Task item
The data below must be returned in full and exactly.

Dataset excerpts
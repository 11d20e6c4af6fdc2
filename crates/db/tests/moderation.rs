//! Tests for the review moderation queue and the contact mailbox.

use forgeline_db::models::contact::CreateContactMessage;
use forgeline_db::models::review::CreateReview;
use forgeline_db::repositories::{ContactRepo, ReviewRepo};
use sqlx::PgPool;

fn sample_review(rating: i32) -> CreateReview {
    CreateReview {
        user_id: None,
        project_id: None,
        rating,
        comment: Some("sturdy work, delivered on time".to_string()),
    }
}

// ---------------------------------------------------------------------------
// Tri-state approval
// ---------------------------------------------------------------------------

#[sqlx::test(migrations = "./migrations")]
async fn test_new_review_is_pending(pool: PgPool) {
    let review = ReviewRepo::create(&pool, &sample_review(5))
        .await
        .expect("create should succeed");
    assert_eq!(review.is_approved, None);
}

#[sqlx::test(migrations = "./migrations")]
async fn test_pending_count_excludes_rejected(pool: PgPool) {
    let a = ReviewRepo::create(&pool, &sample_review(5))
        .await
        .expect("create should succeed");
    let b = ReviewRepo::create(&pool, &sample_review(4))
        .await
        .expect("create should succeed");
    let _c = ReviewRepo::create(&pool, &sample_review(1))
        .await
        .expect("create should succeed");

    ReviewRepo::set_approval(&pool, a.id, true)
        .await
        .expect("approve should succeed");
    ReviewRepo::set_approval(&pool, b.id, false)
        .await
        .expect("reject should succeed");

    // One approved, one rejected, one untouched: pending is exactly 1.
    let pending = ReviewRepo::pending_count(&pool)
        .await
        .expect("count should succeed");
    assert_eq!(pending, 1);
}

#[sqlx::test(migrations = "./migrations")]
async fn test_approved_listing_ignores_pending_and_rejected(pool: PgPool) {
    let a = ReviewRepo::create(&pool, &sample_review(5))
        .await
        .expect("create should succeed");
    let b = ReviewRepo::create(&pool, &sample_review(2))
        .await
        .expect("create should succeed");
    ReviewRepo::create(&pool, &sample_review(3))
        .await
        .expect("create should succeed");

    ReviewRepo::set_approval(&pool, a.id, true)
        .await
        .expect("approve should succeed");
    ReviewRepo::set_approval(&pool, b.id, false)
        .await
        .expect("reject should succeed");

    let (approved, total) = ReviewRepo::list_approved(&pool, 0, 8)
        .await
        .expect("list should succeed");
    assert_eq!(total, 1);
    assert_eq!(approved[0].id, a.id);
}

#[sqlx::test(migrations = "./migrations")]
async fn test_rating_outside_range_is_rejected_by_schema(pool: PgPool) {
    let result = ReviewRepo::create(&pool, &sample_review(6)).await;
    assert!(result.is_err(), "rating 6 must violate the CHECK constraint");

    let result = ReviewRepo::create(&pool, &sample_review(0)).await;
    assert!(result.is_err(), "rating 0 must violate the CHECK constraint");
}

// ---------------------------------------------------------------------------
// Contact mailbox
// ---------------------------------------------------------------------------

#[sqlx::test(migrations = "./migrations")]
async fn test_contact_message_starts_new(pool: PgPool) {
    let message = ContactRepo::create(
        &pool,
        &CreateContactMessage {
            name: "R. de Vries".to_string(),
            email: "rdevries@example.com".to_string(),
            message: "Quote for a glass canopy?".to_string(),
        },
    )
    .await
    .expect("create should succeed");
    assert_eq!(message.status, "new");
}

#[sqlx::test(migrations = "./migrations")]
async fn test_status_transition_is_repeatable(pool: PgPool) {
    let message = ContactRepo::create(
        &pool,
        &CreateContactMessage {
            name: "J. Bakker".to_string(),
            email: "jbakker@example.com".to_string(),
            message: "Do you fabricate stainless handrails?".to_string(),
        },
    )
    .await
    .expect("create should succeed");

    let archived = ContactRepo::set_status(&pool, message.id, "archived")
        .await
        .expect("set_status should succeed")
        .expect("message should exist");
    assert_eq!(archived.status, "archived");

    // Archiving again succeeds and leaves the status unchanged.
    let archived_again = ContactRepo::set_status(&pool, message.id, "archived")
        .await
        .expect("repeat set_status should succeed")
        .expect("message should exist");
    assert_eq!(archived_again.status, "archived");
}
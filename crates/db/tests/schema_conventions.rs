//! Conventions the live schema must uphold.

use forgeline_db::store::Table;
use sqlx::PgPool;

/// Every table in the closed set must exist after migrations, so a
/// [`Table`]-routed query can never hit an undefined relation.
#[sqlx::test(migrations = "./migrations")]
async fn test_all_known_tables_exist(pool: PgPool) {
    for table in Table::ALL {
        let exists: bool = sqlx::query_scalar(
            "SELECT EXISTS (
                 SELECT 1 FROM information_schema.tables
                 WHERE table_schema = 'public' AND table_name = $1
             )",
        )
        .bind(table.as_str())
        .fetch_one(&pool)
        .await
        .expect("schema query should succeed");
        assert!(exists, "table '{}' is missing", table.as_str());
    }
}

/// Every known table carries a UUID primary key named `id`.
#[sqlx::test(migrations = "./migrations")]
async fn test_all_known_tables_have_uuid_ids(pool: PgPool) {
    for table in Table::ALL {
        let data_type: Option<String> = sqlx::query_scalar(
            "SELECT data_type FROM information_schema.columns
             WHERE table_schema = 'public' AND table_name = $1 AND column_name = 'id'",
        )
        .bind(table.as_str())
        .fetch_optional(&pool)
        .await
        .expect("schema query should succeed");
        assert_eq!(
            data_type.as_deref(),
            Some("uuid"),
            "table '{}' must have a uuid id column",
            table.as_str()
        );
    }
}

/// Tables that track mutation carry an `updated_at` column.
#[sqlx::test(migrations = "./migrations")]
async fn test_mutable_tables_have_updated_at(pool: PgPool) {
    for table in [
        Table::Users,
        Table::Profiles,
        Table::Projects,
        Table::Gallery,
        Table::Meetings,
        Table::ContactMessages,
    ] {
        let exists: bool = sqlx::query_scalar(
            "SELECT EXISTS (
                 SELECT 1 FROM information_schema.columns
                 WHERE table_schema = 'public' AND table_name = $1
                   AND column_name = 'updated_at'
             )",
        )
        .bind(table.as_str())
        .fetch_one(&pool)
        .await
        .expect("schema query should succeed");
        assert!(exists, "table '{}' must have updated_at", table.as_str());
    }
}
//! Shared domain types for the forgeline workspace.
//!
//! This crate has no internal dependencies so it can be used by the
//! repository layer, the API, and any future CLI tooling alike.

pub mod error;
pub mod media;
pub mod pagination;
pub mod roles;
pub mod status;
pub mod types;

Result of this exercise
repository 11d20e6c4af6fdc2
filename crates/db/tests/moderation.rs
//! Tests for the review moderation queue and the contact mailbox.

use forgeline_db::models::contact::CreateContactMessage;
use forgeline_db::models::review::CreateReview;
use forgeline_db::repositories::{ContactRepo, ReviewRepo};
use sqlx::PgPool;

fn sample_review(rating: i32) -> CreateReview {
    CreateReview {
        user_id: None,
        project_id: None,
        rating,
        comment: Some("sturdy work, delivered on time".to_string()),
    }
}

// ---------------------------------------------------------------------------
// Tri-state approval
// ---------------------------------------------------------------------------

#[sqlx::test(migrations = "./migrations")]
async fn test_new_review_is_pending(pool: PgPool) {
    let review = ReviewRepo::create(&pool, &sample_review(5))
        .await
        .expect("create should succeed");
    assert_eq!(review.is_approved, None);
}

#[sqlx::test(migrations = "./migrations")]
async fn test_pending_count_excludes_rejected(pool: PgPool) {
    let a = ReviewRepo::create(&pool, &sample_review(5))
        .await
        .expect("create should succeed");
    let b = ReviewRepo::create(&pool, &sample_review(4))
        .await
        .expect("create should succeed");
    let _c = ReviewRepo::create(&pool, &sample_review(1))
        .await
        .expect("create should succeed");

    ReviewRepo::set_approval(&pool, a.id, true)
        .await
        .expect("approve should succeed");
    ReviewRepo::set_approval(&pool, b.id, false)
        .await
        .expect("reject should succeed");

    // One approved, one rejected, one untouched: pending is exactly 1.
    let pending = ReviewRepo::pending_count(&pool)
        .await
        .expect("count should succeed");
    assert_eq!(pending, 1);
}

#[sqlx::test(migrations = "./migrations")]
async fn test_approved_listing_ignores_pending_and_rejected(pool: PgPool) {
    let a = ReviewRepo::create(&pool, &sample_review(5))
        .await
        .expect("create should succeed");
    let b = ReviewRepo::create(&pool, &sample_review(2))
        .await
        .expect("create should succeed");
    ReviewRepo::create(&pool, &sample_review(3))
        .await
        .expect("create should succeed");

    ReviewRepo::set_approval(&pool, a.id, true)
        .await
        .expect("approve should succeed");
    ReviewRepo::set_approval(&pool, b.id, false)
        .await
        .expect("reject should succeed");

    let (approved, total) = ReviewRepo::list_approved(&pool, 0, 8)
        .await
        .expect("list should succeed");
    assert_eq!(total, 1);
    assert_eq!(approved[0].id, a.id);
}

#[sqlx::test(migrations = "./migrations")]
async fn test_rating_outside_range_is_rejected_by_schema(pool: PgPool) {
    let result = ReviewRepo::create(&pool, &sample_review(6)).await;
    assert!(result.is_err(), "rating 6 must violate the CHECK constraint");

    let result = ReviewRepo::create(&pool, &sample_review(0)).await;
    assert!(result.is_err(), "rating 0 must violate the CHECK constraint");
}

// ---------------------------------------------------------------------------
// Contact mailbox
// ---------------------------------------------------------------------------

#[sqlx::test(migrations = "./migrations")]
async fn test_contact_message_starts_new(pool: PgPool) {
    let message = ContactRepo::create(
        &pool,
        &CreateContactMessage {
            name: "R. de Vries".to_string(),
            email: "rdevries@example.com".to_string(),
            message: "Quote for a glass canopy?".to_string(),
        },
    )
    .await
    .expect("create should succeed");
    assert_eq!(message.status, "new");
}

#[sqlx::test(migrations = "./migrations")]
async fn test_status_transition_is_repeatable(pool: PgPool) {
    let message = ContactRepo::create(
        &pool,
        &CreateContactMessage {
            name: "J. Bakker".to_string(),
            email: "jbakker@example.com".to_string(),
            message: "Do you fabricate stainless handrails?".to_string(),
        },
    )
    .await
    .expect("create should succeed");

    let archived = ContactRepo::set_status(&pool, message.id, "archived")
        .await
        .expect("set_status should succeed")
        .expect("message should exist");
    assert_eq!(archived.status, "archived");

    // Archiving again succeeds and leaves the status unchanged.
    let archived_again = ContactRepo::set_status(&pool, message.id, "archived")
        .await
        .expect("repeat set_status should succeed")
        .expect("message should exist");
    assert_eq!(archived_again.status, "archived");
}
filename crates/db/tests/schema_conventions.rs
//! Conventions the live schema must uphold.

use forgeline_db::store::Table;
use sqlx::PgPool;

/// Every table in the closed set must exist after migrations, so a
/// [`Table`]-routed query can never hit an undefined relation.
#[sqlx::test(migrations = "./migrations")]
async fn test_all_known_tables_exist(pool: PgPool) {
    for table in Table::ALL {
        let exists: bool = sqlx::query_scalar(
            "SELECT EXISTS (
                 SELECT 1 FROM information_schema.tables
                 WHERE table_schema = 'public' AND table_name = $1
             )",
        )
        .bind(table.as_str())
        .fetch_one(&pool)
        .await
        .expect("schema query should succeed");
        assert!(exists, "table '{}' is missing", table.as_str());
    }
}

/// Every known table carries a UUID primary key named `id`.
#[sqlx::test(migrations = "./migrations")]
async fn test_all_known_tables_have_uuid_ids(pool: PgPool) {
    for table in Table::ALL {
        let data_type: Option<String> = sqlx::query_scalar(
            "SELECT data_type FROM information_schema.columns
             WHERE table_schema = 'public' AND table_name = $1 AND column_name = 'id'",
        )
        .bind(table.as_str())
        .fetch_optional(&pool)
        .await
        .expect("schema query should succeed");
        assert_eq!(
            data_type.as_deref(),
            Some("uuid"),
            "table '{}' must have a uuid id column",
            table.as_str()
        );
    }
}

/// Tables that track mutation carry an `updated_at` column.
#[sqlx::test(migrations = "./migrations")]
async fn test_mutable_tables_have_updated_at(pool: PgPool) {
    for table in [
        Table::Users,
        Table::Profiles,
        Table::Projects,
        Table::Gallery,
        Table::Meetings,
        Table::ContactMessages,
    ] {
        let exists: bool = sqlx::query_scalar(
            "SELECT EXISTS (
                 SELECT 1 FROM information_schema.columns
                 WHERE table_schema = 'public' AND table_name = $1
                   AND column_name = 'updated_at'
             )",
        )
        .bind(table.as_str())
        .fetch_one(&pool)
        .await
        .expect("schema query should succeed");
        assert!(exists, "table '{}' must have updated_at", table.as_str());
    }
}
//! Shared domain types for the forgeline workspace.
//!
//! This crate has no internal dependencies so it can be used by the
//! repository layer, the API, and any future CLI tooling alike.

pub mod error;
pub mod media;
pub mod pagination;
pub mod roles;
pub mod status;
pub mod types;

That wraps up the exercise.